Thirty out of 55 AU Member States have ratified the Protocol, and only 8 countries have made a declaration under Article 34(6) that allows access to the Court by Non-Governmental Organizations (NGOs) and individuals.
‘’It is within this framework that since 2010, the Court has embarked on a sensitization programme, which has enabled it to carry out outreach visits, seminars and conferences at national, regional and continental levels”, Justice Oré said.
He added: “These activities are aimed at enabling the Court to interact with different actors in order to afford them the opportunity to deepen their understanding of the Court’s mission and possibilities that it offers in terms of human rights protection.’’
The African Court undertook similar sensitizations to Egypt and Tunisia in April.

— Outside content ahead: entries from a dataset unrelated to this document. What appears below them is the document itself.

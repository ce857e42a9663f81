//! Exists bitmaps and value-array serialization.
//!
//! Exists bitmaps are bit-packed eight rows per byte, least-significant bit
//! first, and are never compressed. Value arrays hold one encoded value per
//! existing row, in row order; absent rows contribute no bytes. After each
//! value the write position advances by the encoded length and then rounds up
//! to the kind's alignment, zero-padding the gap.

use bytes::BufMut;

use crate::error::FormatError;
use crate::format::{decode_slice, decode_u32, decode_u64, decode_u8};
use crate::schema::{ColumnKind, Value};

/// Round `position` up to the next multiple of `alignment`.
fn align_up(position: usize, alignment: usize) -> usize {
    (position + alignment - 1) / alignment * alignment
}

/// Bit-pack a boolean array, eight per byte, LSB first.
pub fn encode_bool_array(bits: &[bool], buf: &mut Vec<u8>) {
    let start = buf.len();
    buf.resize(start + (bits.len() + 7) / 8, 0);
    for (index, &bit) in bits.iter().enumerate() {
        if bit {
            buf[start + index / 8] |= 1 << (index % 8);
        }
    }
}

/// Unpack `row_count` booleans from a bit-packed buffer.
///
/// # Errors
/// `FormatError::InsufficientData` if the buffer holds fewer than
/// `ceil(row_count / 8)` bytes.
pub fn decode_bool_array(bytes: &[u8], row_count: usize) -> Result<Vec<bool>, FormatError> {
    let needed = (row_count + 7) / 8;
    if bytes.len() < needed {
        return Err(FormatError::InsufficientData(format!(
            "exists buffer holds {} bytes, {} rows need {}",
            bytes.len(),
            row_count,
            needed
        )));
    }

    let mut bits = Vec::with_capacity(row_count);
    for index in 0..row_count {
        bits.push(bytes[index / 8] & (1 << (index % 8)) != 0);
    }
    Ok(bits)
}

/// Encode one value in its kind's wire form, without alignment padding.
///
/// # Errors
/// `FormatError::Corrupt` if a text or binary payload exceeds the u32 length
/// prefix.
pub fn encode_value(value: &Value, buf: &mut Vec<u8>) -> Result<(), FormatError> {
    match value {
        Value::Bool(b) => buf.put_u8(*b as u8),
        Value::Int32(i) => buf.put_i32_le(*i),
        Value::Int64(i) => buf.put_i64_le(*i),
        Value::Float64(f) => buf.put_u64_le(f.to_bits()),
        Value::Text(s) => {
            let length = encodable_length(s.len())?;
            buf.put_u32_le(length);
            buf.put_slice(s.as_bytes());
        }
        Value::Binary(b) => {
            let length = encodable_length(b.len())?;
            buf.put_u32_le(length);
            buf.put_slice(b);
        }
    }
    Ok(())
}

fn encodable_length(length: usize) -> Result<u32, FormatError> {
    u32::try_from(length)
        .map_err(|_| FormatError::Corrupt(format!("value of {} bytes exceeds length prefix", length)))
}

/// Decode one value of `kind` from a cursor.
///
/// Used for skip-node min/max fields; value arrays go through
/// [`decode_value_array`], which also handles alignment.
pub(crate) fn decode_value(
    cursor: &mut &[u8],
    offset: &mut u64,
    kind: ColumnKind,
) -> Result<Value, FormatError> {
    let value = match kind {
        ColumnKind::Bool => Value::Bool(decode_u8(cursor, offset)? != 0),
        ColumnKind::Int32 => Value::Int32(decode_u32(cursor, offset)? as i32),
        ColumnKind::Int64 => Value::Int64(decode_u64(cursor, offset)? as i64),
        ColumnKind::Float64 => Value::Float64(f64::from_bits(decode_u64(cursor, offset)?)),
        ColumnKind::Text => {
            let length = decode_u32(cursor, offset)? as usize;
            let raw = decode_slice(cursor, offset, length)?;
            let text = std::str::from_utf8(raw).map_err(|_| {
                FormatError::Corrupt(format!("invalid UTF-8 in text value at offset {}", offset))
            })?;
            Value::Text(text.to_string())
        }
        ColumnKind::Binary => {
            let length = decode_u32(cursor, offset)? as usize;
            Value::Binary(decode_slice(cursor, offset, length)?.to_vec())
        }
    };
    Ok(value)
}

/// Serialize a column block's values, skipping absent rows and padding each
/// value to the kind's alignment.
///
/// # Errors
/// `FormatError::Corrupt` if a present value is not of `kind` or exceeds its
/// length prefix.
pub fn encode_value_array(
    rows: &[Option<Value>],
    kind: ColumnKind,
    buf: &mut Vec<u8>,
) -> Result<(), FormatError> {
    let start = buf.len();
    for value in rows.iter().flatten() {
        if value.kind() != kind {
            return Err(FormatError::Corrupt(format!(
                "value of kind {:?} in a {:?} column",
                value.kind(),
                kind
            )));
        }
        encode_value(value, buf)?;
        let aligned = align_up(buf.len() - start, kind.alignment());
        buf.resize(start + aligned, 0);
    }
    Ok(())
}

/// Reconstruct a column block's rows from its decompressed value buffer and
/// exists bits.
///
/// Walks the buffer sequentially: each set exists-bit consumes one encoded
/// value at the current position, then the position rounds up to the kind's
/// alignment. Clear bits yield `None` and consume nothing.
///
/// # Errors
/// `FormatError::InsufficientData` if the walk runs past the end of the
/// buffer; `FormatError::Corrupt` for undecodable payloads (bad UTF-8).
pub fn decode_value_array(
    bytes: &[u8],
    exists: &[bool],
    kind: ColumnKind,
) -> Result<Vec<Option<Value>>, FormatError> {
    let mut rows = Vec::with_capacity(exists.len());
    let mut position = 0usize;

    for &present in exists {
        if !present {
            rows.push(None);
            continue;
        }
        let (value, encoded_length) = decode_value_at(bytes, position, kind)?;
        rows.push(Some(value));
        position = align_up(position + encoded_length, kind.alignment());
    }
    Ok(rows)
}

/// Decode the value at `position`, returning it with its encoded length.
///
/// Truncation here is `InsufficientData`, not `Corrupt`: the walk is driven
/// by exists bits rather than a stored structure length, so running out of
/// bytes means the buffer is short, not malformed.
fn decode_value_at(
    bytes: &[u8],
    position: usize,
    kind: ColumnKind,
) -> Result<(Value, usize), FormatError> {
    let take = |at: usize, needed: usize| {
        bytes.get(at..at + needed).ok_or_else(|| {
            FormatError::InsufficientData(format!(
                "value cursor at {} needs {} bytes, buffer holds {}",
                at,
                needed,
                bytes.len()
            ))
        })
    };

    match kind {
        ColumnKind::Bool => Ok((Value::Bool(take(position, 1)?[0] != 0), 1)),
        ColumnKind::Int32 => {
            let mut le = [0u8; 4];
            le.copy_from_slice(take(position, 4)?);
            Ok((Value::Int32(i32::from_le_bytes(le)), 4))
        }
        ColumnKind::Int64 => {
            let mut le = [0u8; 8];
            le.copy_from_slice(take(position, 8)?);
            Ok((Value::Int64(i64::from_le_bytes(le)), 8))
        }
        ColumnKind::Float64 => {
            let mut le = [0u8; 8];
            le.copy_from_slice(take(position, 8)?);
            Ok((Value::Float64(f64::from_bits(u64::from_le_bytes(le))), 8))
        }
        ColumnKind::Text | ColumnKind::Binary => {
            let mut le = [0u8; 4];
            le.copy_from_slice(take(position, 4)?);
            let length = u32::from_le_bytes(le) as usize;
            let payload = take(position + 4, length)?;
            let value = if kind == ColumnKind::Text {
                let text = std::str::from_utf8(payload).map_err(|_| {
                    FormatError::Corrupt(format!(
                        "invalid UTF-8 in text value at offset {}",
                        position
                    ))
                })?;
                Value::Text(text.to_string())
            } else {
                Value::Binary(payload.to_vec())
            };
            Ok((value, 4 + length))
        }
    }
}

The visits resulted in Tunisia depositing a declaration allowing NGOs and individuals to access the Court, whereas Egypt expressed its willingness to work towards the ratification of the Protocol establishing the Court.
The Court was established by virtue of Article 1 of the Protocol to the African Charter on Human and Peoples' Rights on the Establishment of an African Court on Human and Peoples' Rights, to complement the protective mandate of the African Commission on Human and Peoples’ Rights with a view to enhancing the protection of human rights on the continent.
The success of the Court as a human rights protection mechanism requires much wider ratification of the Protocol by Member States, as well as their acceptance of the competence of the Court by making the Declaration under Article 34(6). This “universal” ratification will give the Court the legitimacy it needs to effectively discharge its mandate.
Guinea Bissau signed the Protocol establishing the Court in June 1998 but is yet to ratify it and make a Declaration.